- [Task brief]: Which lines run from the one containing "for (needle, kind)" to the end of the entries? Quote them exactly, and nothing else.

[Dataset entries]
====================

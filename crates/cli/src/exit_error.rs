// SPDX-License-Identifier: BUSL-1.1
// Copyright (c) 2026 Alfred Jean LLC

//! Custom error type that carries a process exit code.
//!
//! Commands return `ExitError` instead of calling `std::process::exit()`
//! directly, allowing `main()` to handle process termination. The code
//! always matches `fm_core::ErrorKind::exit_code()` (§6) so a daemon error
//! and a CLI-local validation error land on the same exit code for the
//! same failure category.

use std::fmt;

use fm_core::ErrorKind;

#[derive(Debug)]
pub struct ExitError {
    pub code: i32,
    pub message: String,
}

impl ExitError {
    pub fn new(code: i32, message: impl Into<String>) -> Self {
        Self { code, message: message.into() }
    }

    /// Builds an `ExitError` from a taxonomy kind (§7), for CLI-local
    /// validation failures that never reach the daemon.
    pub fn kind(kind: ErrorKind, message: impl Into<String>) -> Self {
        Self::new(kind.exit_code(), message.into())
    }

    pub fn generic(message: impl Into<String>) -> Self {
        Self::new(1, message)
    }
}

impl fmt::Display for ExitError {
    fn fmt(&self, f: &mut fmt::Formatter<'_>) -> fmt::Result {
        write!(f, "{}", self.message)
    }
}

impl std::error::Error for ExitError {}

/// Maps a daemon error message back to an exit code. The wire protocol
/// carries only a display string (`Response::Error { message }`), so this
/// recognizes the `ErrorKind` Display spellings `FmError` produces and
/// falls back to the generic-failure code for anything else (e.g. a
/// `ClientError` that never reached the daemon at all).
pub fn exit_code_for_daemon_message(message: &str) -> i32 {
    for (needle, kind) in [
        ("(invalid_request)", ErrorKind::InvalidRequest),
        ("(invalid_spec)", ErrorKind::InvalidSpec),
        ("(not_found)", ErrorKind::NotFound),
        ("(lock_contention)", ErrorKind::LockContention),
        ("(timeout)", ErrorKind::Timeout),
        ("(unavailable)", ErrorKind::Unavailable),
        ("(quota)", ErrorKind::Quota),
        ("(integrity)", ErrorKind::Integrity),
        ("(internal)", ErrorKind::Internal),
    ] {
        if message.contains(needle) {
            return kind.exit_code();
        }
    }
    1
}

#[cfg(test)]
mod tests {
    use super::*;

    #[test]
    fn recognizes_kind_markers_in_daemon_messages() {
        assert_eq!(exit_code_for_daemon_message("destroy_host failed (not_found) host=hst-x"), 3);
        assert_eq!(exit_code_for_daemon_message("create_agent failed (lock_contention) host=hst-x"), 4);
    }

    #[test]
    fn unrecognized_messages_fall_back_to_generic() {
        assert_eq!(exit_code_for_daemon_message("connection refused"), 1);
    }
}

====================

- [Written solution]:
    for (needle, kind) in [
        ("(invalid_request)", ErrorKind::InvalidRequest),
        ("(invalid_spec)", ErrorKind::InvalidSpec),
        ("(not_found)", ErrorKind::NotFound),
        ("(lock_contention)", ErrorKind::LockContention),
        ("(timeout)", ErrorKind::Timeout),
        ("(unavailable)", ErrorKind::Unavailable),
        ("(quota)", ErrorKind::Quota),
        ("(integrity)", ErrorKind::Integrity),
        ("(internal)", ErrorKind::Internal),
    ] {
        if message.contains(needle) {
            return kind.exit_code();
        }
    }
    1
}

#[cfg(test)]
mod tests {
    use super::*;

    #[test]
    fn recognizes_kind_markers_in_daemon_messages() {
        assert_eq!(exit_code_for_daemon_message("destroy_host failed (not_found) host=hst-x"), 3);
        assert_eq!(exit_code_for_daemon_message("create_agent failed (lock_contention) host=hst-x"), 4);
    }

    #[test]
    fn unrecognized_messages_fall_back_to_generic() {
        assert_eq!(exit_code_for_daemon_message("connection refused"), 1);
    }
}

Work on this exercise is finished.